§ WHAT TO DO
Every word of the data must be reproduced in your reply exactly.

§ RECORDS TO PROCESS
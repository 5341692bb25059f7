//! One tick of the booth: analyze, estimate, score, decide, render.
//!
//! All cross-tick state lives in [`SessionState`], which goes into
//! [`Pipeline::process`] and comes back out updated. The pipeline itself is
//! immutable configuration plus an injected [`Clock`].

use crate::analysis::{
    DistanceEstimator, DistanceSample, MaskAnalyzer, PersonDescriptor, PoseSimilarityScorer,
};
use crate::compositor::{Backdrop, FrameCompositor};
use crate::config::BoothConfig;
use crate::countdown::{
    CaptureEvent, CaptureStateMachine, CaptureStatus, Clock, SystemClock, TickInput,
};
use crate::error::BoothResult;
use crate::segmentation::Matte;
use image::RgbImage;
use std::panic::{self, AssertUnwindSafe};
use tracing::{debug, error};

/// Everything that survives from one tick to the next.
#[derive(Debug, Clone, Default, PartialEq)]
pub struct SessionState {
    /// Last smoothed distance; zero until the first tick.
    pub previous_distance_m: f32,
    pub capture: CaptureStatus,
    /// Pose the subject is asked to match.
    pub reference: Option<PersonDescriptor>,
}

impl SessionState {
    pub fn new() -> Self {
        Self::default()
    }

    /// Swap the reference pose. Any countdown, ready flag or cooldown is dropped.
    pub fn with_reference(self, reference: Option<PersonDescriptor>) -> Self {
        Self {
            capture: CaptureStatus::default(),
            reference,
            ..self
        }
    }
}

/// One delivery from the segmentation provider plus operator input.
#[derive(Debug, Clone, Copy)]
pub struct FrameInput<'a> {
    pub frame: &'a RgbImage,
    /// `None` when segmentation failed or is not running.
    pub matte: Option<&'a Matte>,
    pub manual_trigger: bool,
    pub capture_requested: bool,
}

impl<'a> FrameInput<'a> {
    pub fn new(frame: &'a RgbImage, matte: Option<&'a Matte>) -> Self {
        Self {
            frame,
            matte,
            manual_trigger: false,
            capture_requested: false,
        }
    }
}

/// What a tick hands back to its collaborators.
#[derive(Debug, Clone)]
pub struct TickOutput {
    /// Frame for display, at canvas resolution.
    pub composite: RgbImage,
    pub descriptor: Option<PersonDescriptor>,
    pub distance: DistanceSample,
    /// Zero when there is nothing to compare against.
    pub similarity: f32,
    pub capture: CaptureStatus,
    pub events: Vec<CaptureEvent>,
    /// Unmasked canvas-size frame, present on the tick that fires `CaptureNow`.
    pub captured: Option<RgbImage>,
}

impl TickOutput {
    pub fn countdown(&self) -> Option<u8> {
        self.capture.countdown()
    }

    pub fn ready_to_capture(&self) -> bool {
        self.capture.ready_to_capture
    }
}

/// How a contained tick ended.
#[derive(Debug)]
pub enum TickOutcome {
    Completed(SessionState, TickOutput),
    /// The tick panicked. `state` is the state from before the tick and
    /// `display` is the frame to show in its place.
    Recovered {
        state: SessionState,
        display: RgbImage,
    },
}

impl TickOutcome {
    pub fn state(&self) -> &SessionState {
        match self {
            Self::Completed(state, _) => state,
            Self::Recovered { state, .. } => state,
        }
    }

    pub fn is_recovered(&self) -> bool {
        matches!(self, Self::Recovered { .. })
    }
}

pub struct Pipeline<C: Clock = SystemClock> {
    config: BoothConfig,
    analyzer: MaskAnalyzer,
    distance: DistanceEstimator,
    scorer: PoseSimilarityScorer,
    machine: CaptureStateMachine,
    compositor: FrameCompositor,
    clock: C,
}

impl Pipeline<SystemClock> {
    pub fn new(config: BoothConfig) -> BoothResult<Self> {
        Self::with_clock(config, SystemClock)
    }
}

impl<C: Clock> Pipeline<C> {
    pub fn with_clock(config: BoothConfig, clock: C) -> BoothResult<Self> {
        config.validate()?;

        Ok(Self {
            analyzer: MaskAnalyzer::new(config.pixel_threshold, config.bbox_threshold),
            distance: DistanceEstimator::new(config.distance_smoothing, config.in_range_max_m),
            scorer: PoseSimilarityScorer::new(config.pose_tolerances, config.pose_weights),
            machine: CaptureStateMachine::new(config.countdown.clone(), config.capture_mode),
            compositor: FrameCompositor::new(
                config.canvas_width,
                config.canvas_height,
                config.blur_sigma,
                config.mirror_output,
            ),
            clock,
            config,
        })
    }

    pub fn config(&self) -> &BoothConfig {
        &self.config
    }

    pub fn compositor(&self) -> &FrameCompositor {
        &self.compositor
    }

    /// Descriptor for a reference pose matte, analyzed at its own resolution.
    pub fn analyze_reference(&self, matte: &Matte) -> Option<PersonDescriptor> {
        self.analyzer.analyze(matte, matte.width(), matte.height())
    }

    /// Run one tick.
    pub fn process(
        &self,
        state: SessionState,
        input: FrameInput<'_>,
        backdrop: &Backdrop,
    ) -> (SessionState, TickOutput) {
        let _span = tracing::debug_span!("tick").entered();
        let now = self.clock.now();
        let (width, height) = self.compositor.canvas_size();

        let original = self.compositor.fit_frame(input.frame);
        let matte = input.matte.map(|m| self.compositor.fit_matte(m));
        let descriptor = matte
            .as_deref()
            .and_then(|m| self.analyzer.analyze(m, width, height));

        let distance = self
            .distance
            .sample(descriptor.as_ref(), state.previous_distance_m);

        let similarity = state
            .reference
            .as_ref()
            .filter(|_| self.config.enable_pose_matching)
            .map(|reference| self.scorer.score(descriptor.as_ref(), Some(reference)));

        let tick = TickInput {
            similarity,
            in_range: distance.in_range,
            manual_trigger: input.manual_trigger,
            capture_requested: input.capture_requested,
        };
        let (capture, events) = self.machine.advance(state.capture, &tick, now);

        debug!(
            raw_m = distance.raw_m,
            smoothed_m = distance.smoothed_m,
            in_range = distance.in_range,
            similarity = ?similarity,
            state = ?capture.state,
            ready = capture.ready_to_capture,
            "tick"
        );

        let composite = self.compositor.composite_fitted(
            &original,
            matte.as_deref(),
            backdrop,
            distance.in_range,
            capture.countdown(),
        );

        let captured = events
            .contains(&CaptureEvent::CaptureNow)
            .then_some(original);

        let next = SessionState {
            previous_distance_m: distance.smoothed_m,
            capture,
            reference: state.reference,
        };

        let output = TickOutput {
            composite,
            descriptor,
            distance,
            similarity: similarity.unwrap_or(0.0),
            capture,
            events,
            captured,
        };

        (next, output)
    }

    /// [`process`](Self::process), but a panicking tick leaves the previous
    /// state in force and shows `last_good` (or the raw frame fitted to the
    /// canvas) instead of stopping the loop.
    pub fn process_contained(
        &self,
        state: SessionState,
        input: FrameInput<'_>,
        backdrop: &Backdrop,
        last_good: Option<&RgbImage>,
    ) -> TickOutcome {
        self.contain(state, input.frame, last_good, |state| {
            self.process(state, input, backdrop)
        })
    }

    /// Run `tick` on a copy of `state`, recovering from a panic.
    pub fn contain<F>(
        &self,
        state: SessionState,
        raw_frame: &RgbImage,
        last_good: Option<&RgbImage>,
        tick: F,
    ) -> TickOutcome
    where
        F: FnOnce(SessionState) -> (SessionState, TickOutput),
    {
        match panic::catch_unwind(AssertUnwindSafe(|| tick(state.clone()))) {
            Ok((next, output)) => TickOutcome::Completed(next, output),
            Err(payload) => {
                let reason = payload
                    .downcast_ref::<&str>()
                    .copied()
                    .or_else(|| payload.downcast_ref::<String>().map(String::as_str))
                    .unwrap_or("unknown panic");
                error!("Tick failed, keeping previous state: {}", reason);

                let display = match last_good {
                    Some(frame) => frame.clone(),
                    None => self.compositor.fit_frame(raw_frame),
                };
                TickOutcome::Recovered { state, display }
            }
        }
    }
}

§ RESPONSE AREA
repository 5341692bb25059f7
//! One tick of the booth: analyze, estimate, score, decide, render.
//!
//! All cross-tick state lives in [`SessionState`], which goes into
//! [`Pipeline::process`] and comes back out updated. The pipeline itself is
//! immutable configuration plus an injected [`Clock`].

use crate::analysis::{
    DistanceEstimator, DistanceSample, MaskAnalyzer, PersonDescriptor, PoseSimilarityScorer,
};
use crate::compositor::{Backdrop, FrameCompositor};
use crate::config::BoothConfig;
use crate::countdown::{
    CaptureEvent, CaptureStateMachine, CaptureStatus, Clock, SystemClock, TickInput,
};
use crate::error::BoothResult;
use crate::segmentation::Matte;
use image::RgbImage;
use std::panic::{self, AssertUnwindSafe};
use tracing::{debug, error};

/// Everything that survives from one tick to the next.
#[derive(Debug, Clone, Default, PartialEq)]
pub struct SessionState {
    /// Last smoothed distance; zero until the first tick.
    pub previous_distance_m: f32,
    pub capture: CaptureStatus,
    /// Pose the subject is asked to match.
    pub reference: Option<PersonDescriptor>,
}

impl SessionState {
    pub fn new() -> Self {
        Self::default()
    }

    /// Swap the reference pose. Any countdown, ready flag or cooldown is dropped.
    pub fn with_reference(self, reference: Option<PersonDescriptor>) -> Self {
        Self {
            capture: CaptureStatus::default(),
            reference,
            ..self
        }
    }
}

/// One delivery from the segmentation provider plus operator input.
#[derive(Debug, Clone, Copy)]
pub struct FrameInput<'a> {
    pub frame: &'a RgbImage,
    /// `None` when segmentation failed or is not running.
    pub matte: Option<&'a Matte>,
    pub manual_trigger: bool,
    pub capture_requested: bool,
}

impl<'a> FrameInput<'a> {
    pub fn new(frame: &'a RgbImage, matte: Option<&'a Matte>) -> Self {
        Self {
            frame,
            matte,
            manual_trigger: false,
            capture_requested: false,
        }
    }
}

/// What a tick hands back to its collaborators.
#[derive(Debug, Clone)]
pub struct TickOutput {
    /// Frame for display, at canvas resolution.
    pub composite: RgbImage,
    pub descriptor: Option<PersonDescriptor>,
    pub distance: DistanceSample,
    /// Zero when there is nothing to compare against.
    pub similarity: f32,
    pub capture: CaptureStatus,
    pub events: Vec<CaptureEvent>,
    /// Unmasked canvas-size frame, present on the tick that fires `CaptureNow`.
    pub captured: Option<RgbImage>,
}

impl TickOutput {
    pub fn countdown(&self) -> Option<u8> {
        self.capture.countdown()
    }

    pub fn ready_to_capture(&self) -> bool {
        self.capture.ready_to_capture
    }
}

/// How a contained tick ended.
#[derive(Debug)]
pub enum TickOutcome {
    Completed(SessionState, TickOutput),
    /// The tick panicked. `state` is the state from before the tick and
    /// `display` is the frame to show in its place.
    Recovered {
        state: SessionState,
        display: RgbImage,
    },
}

impl TickOutcome {
    pub fn state(&self) -> &SessionState {
        match self {
            Self::Completed(state, _) => state,
            Self::Recovered { state, .. } => state,
        }
    }

    pub fn is_recovered(&self) -> bool {
        matches!(self, Self::Recovered { .. })
    }
}

pub struct Pipeline<C: Clock = SystemClock> {
    config: BoothConfig,
    analyzer: MaskAnalyzer,
    distance: DistanceEstimator,
    scorer: PoseSimilarityScorer,
    machine: CaptureStateMachine,
    compositor: FrameCompositor,
    clock: C,
}

impl Pipeline<SystemClock> {
    pub fn new(config: BoothConfig) -> BoothResult<Self> {
        Self::with_clock(config, SystemClock)
    }
}

impl<C: Clock> Pipeline<C> {
    pub fn with_clock(config: BoothConfig, clock: C) -> BoothResult<Self> {
        config.validate()?;

        Ok(Self {
            analyzer: MaskAnalyzer::new(config.pixel_threshold, config.bbox_threshold),
            distance: DistanceEstimator::new(config.distance_smoothing, config.in_range_max_m),
            scorer: PoseSimilarityScorer::new(config.pose_tolerances, config.pose_weights),
            machine: CaptureStateMachine::new(config.countdown.clone(), config.capture_mode),
            compositor: FrameCompositor::new(
                config.canvas_width,
                config.canvas_height,
                config.blur_sigma,
                config.mirror_output,
            ),
            clock,
            config,
        })
    }

    pub fn config(&self) -> &BoothConfig {
        &self.config
    }

    pub fn compositor(&self) -> &FrameCompositor {
        &self.compositor
    }

    /// Descriptor for a reference pose matte, analyzed at its own resolution.
    pub fn analyze_reference(&self, matte: &Matte) -> Option<PersonDescriptor> {
        self.analyzer.analyze(matte, matte.width(), matte.height())
    }

    /// Run one tick.
    pub fn process(
        &self,
        state: SessionState,
        input: FrameInput<'_>,
        backdrop: &Backdrop,
    ) -> (SessionState, TickOutput) {
        let _span = tracing::debug_span!("tick").entered();
        let now = self.clock.now();
        let (width, height) = self.compositor.canvas_size();

        let original = self.compositor.fit_frame(input.frame);
        let matte = input.matte.map(|m| self.compositor.fit_matte(m));
        let descriptor = matte
            .as_deref()
            .and_then(|m| self.analyzer.analyze(m, width, height));

        let distance = self
            .distance
            .sample(descriptor.as_ref(), state.previous_distance_m);

        let similarity = state
            .reference
            .as_ref()
            .filter(|_| self.config.enable_pose_matching)
            .map(|reference| self.scorer.score(descriptor.as_ref(), Some(reference)));

        let tick = TickInput {
            similarity,
            in_range: distance.in_range,
            manual_trigger: input.manual_trigger,
            capture_requested: input.capture_requested,
        };
        let (capture, events) = self.machine.advance(state.capture, &tick, now);

        debug!(
            raw_m = distance.raw_m,
            smoothed_m = distance.smoothed_m,
            in_range = distance.in_range,
            similarity = ?similarity,
            state = ?capture.state,
            ready = capture.ready_to_capture,
            "tick"
        );

        let composite = self.compositor.composite_fitted(
            &original,
            matte.as_deref(),
            backdrop,
            distance.in_range,
            capture.countdown(),
        );

        let captured = events
            .contains(&CaptureEvent::CaptureNow)
            .then_some(original);

        let next = SessionState {
            previous_distance_m: distance.smoothed_m,
            capture,
            reference: state.reference,
        };

        let output = TickOutput {
            composite,
            descriptor,
            distance,
            similarity: similarity.unwrap_or(0.0),
            capture,
            events,
            captured,
        };

        (next, output)
    }

    /// [`process`](Self::process), but a panicking tick leaves the previous
    /// state in force and shows `last_good` (or the raw frame fitted to the
    /// canvas) instead of stopping the loop.
    pub fn process_contained(
        &self,
        state: SessionState,
        input: FrameInput<'_>,
        backdrop: &Backdrop,
        last_good: Option<&RgbImage>,
    ) -> TickOutcome {
        self.contain(state, input.frame, last_good, |state| {
            self.process(state, input, backdrop)
        })
    }

    /// Run `tick` on a copy of `state`, recovering from a panic.
    pub fn contain<F>(
        &self,
        state: SessionState,
        raw_frame: &RgbImage,
        last_good: Option<&RgbImage>,
        tick: F,
    ) -> TickOutcome
    where
        F: FnOnce(SessionState) -> (SessionState, TickOutput),
    {
        match panic::catch_unwind(AssertUnwindSafe(|| tick(state.clone()))) {
            Ok((next, output)) => TickOutcome::Completed(next, output),
            Err(payload) => {
                let reason = payload
                    .downcast_ref::<&str>()
                    .copied()
                    .or_else(|| payload.downcast_ref::<String>().map(String::as_str))
                    .unwrap_or("unknown panic");
                error!("Tick failed, keeping previous state: {}", reason);

                let display = match last_good {
                    Some(frame) => frame.clone(),
                    None => self.compositor.fit_frame(raw_frame),
                };
                TickOutcome::Recovered { state, display }
            }
        }
    }
}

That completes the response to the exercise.